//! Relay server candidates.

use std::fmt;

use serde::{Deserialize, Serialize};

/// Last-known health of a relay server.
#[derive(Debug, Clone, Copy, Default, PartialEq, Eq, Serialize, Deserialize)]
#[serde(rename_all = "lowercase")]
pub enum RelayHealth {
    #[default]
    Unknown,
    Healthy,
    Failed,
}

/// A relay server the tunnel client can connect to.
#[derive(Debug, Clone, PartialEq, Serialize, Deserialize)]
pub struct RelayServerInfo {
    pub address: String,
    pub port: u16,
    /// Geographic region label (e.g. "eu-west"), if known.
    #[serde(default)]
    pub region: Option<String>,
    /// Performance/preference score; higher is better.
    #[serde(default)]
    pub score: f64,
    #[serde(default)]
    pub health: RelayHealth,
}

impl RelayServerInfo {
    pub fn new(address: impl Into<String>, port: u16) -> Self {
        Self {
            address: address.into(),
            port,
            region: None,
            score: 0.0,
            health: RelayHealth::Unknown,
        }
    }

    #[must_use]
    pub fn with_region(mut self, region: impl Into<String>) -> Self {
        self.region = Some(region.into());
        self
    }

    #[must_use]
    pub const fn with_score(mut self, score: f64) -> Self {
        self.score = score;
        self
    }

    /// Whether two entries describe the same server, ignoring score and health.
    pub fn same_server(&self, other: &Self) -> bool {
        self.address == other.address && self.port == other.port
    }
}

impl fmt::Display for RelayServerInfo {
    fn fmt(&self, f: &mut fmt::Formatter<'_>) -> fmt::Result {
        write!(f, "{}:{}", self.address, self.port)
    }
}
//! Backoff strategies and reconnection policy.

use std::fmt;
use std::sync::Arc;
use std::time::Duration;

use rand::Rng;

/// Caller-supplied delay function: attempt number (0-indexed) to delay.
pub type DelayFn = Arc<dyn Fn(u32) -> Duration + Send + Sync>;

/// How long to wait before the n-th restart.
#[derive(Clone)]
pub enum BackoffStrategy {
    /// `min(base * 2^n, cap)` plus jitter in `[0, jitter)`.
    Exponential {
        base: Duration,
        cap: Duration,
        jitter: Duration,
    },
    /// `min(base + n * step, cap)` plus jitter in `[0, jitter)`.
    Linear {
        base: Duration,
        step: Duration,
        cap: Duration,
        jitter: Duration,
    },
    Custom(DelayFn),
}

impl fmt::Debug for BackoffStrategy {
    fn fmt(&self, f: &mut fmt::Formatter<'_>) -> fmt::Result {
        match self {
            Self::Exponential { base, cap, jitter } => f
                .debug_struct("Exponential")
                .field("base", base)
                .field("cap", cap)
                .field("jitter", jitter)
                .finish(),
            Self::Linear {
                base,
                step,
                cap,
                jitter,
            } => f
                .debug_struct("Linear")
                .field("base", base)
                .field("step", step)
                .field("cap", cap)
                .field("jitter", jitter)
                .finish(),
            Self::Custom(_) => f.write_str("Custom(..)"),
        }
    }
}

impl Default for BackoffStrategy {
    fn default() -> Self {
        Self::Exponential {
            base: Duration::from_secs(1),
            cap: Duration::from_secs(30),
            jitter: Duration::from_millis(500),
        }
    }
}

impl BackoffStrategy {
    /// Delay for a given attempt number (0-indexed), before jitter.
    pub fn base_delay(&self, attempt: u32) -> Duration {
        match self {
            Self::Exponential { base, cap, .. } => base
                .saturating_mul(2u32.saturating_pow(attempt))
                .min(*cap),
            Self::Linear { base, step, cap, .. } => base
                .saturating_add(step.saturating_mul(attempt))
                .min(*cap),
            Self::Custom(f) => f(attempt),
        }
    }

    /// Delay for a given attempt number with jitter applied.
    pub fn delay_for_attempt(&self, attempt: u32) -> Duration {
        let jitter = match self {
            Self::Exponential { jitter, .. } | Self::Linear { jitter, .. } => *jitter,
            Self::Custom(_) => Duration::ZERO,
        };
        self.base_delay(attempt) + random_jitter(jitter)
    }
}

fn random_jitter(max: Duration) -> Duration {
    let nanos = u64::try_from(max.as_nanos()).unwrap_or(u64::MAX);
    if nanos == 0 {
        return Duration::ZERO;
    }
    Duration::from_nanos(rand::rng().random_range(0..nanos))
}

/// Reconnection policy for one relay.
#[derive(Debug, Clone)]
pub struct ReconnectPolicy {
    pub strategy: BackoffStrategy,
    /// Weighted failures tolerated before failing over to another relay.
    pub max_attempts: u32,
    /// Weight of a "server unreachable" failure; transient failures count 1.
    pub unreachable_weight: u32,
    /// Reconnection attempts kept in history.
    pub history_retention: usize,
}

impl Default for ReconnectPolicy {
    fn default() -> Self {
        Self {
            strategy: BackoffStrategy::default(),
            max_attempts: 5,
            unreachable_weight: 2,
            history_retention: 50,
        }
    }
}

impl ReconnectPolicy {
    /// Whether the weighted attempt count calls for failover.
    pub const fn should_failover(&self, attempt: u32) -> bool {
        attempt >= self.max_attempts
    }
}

====

> [Brief]:
Quote the material exactly, leaving nothing out.

> [Response to the exercise]:
//! Relay server candidates.

use std::fmt;

use serde::{Deserialize, Serialize};

/// Last-known health of a relay server.
#[derive(Debug, Clone, Copy, Default, PartialEq, Eq, Serialize, Deserialize)]
#[serde(rename_all = "lowercase")]
pub enum RelayHealth {
    #[default]
    Unknown,
    Healthy,
    Failed,
}

/// A relay server the tunnel client can connect to.
#[derive(Debug, Clone, PartialEq, Serialize, Deserialize)]
pub struct RelayServerInfo {
    pub address: String,
    pub port: u16,
    /// Geographic region label (e.g. "eu-west"), if known.
    #[serde(default)]
    pub region: Option<String>,
    /// Performance/preference score; higher is better.
    #[serde(default)]
    pub score: f64,
    #[serde(default)]
    pub health: RelayHealth,
}

impl RelayServerInfo {
    pub fn new(address: impl Into<String>, port: u16) -> Self {
        Self {
            address: address.into(),
            port,
            region: None,
            score: 0.0,
            health: RelayHealth::Unknown,
        }
    }

    #[must_use]
    pub fn with_region(mut self, region: impl Into<String>) -> Self {
        self.region = Some(region.into());
        self
    }

    #[must_use]
    pub const fn with_score(mut self, score: f64) -> Self {
        self.score = score;
        self
    }

    /// Whether two entries describe the same server, ignoring score and health.
    pub fn same_server(&self, other: &Self) -> bool {
        self.address == other.address && self.port == other.port
    }
}

impl fmt::Display for RelayServerInfo {
    fn fmt(&self, f: &mut fmt::Formatter<'_>) -> fmt::Result {
        write!(f, "{}:{}", self.address, self.port)
    }
}
//! Backoff strategies and reconnection policy.

use std::fmt;
use std::sync::Arc;
use std::time::Duration;

use rand::Rng;

/// Caller-supplied delay function: attempt number (0-indexed) to delay.
pub type DelayFn = Arc<dyn Fn(u32) -> Duration + Send + Sync>;

/// How long to wait before the n-th restart.
#[derive(Clone)]
pub enum BackoffStrategy {
    /// `min(base * 2^n, cap)` plus jitter in `[0, jitter)`.
    Exponential {
        base: Duration,
        cap: Duration,
        jitter: Duration,
    },
    /// `min(base + n * step, cap)` plus jitter in `[0, jitter)`.
    Linear {
        base: Duration,
        step: Duration,
        cap: Duration,
        jitter: Duration,
    },
    Custom(DelayFn),
}

impl fmt::Debug for BackoffStrategy {
    fn fmt(&self, f: &mut fmt::Formatter<'_>) -> fmt::Result {
        match self {
            Self::Exponential { base, cap, jitter } => f
                .debug_struct("Exponential")
                .field("base", base)
                .field("cap", cap)
                .field("jitter", jitter)
                .finish(),
            Self::Linear {
                base,
                step,
                cap,
                jitter,
            } => f
                .debug_struct("Linear")
                .field("base", base)
                .field("step", step)
                .field("cap", cap)
                .field("jitter", jitter)
                .finish(),
            Self::Custom(_) => f.write_str("Custom(..)"),
        }
    }
}

impl Default for BackoffStrategy {
    fn default() -> Self {
        Self::Exponential {
            base: Duration::from_secs(1),
            cap: Duration::from_secs(30),
            jitter: Duration::from_millis(500),
        }
    }
}

impl BackoffStrategy {
    /// Delay for a given attempt number (0-indexed), before jitter.
    pub fn base_delay(&self, attempt: u32) -> Duration {
        match self {
            Self::Exponential { base, cap, .. } => base
                .saturating_mul(2u32.saturating_pow(attempt))
                .min(*cap),
            Self::Linear { base, step, cap, .. } => base
                .saturating_add(step.saturating_mul(attempt))
                .min(*cap),
            Self::Custom(f) => f(attempt),
        }
    }

    /// Delay for a given attempt number with jitter applied.
    pub fn delay_for_attempt(&self, attempt: u32) -> Duration {
        let jitter = match self {
            Self::Exponential { jitter, .. } | Self::Linear { jitter, .. } => *jitter,
            Self::Custom(_) => Duration::ZERO,
        };
        self.base_delay(attempt) + random_jitter(jitter)
    }
}

fn random_jitter(max: Duration) -> Duration {
    let nanos = u64::try_from(max.as_nanos()).unwrap_or(u64::MAX);
    if nanos == 0 {
        return Duration::ZERO;
    }
    Duration::from_nanos(rand::rng().random_range(0..nanos))
}

/// Reconnection policy for one relay.
#[derive(Debug, Clone)]
pub struct ReconnectPolicy {
    pub strategy: BackoffStrategy,
    /// Weighted failures tolerated before failing over to another relay.
    pub max_attempts: u32,
    /// Weight of a "server unreachable" failure; transient failures count 1.
    pub unreachable_weight: u32,
    /// Reconnection attempts kept in history.
    pub history_retention: usize,
}

impl Default for ReconnectPolicy {
    fn default() -> Self {
        Self {
            strategy: BackoffStrategy::default(),
            max_attempts: 5,
            unreachable_weight: 2,
            history_retention: 50,
        }
    }
}

impl ReconnectPolicy {
    /// Whether the weighted attempt count calls for failover.
    pub const fn should_failover(&self, attempt: u32) -> bool {
        attempt >= self.max_attempts
    }
}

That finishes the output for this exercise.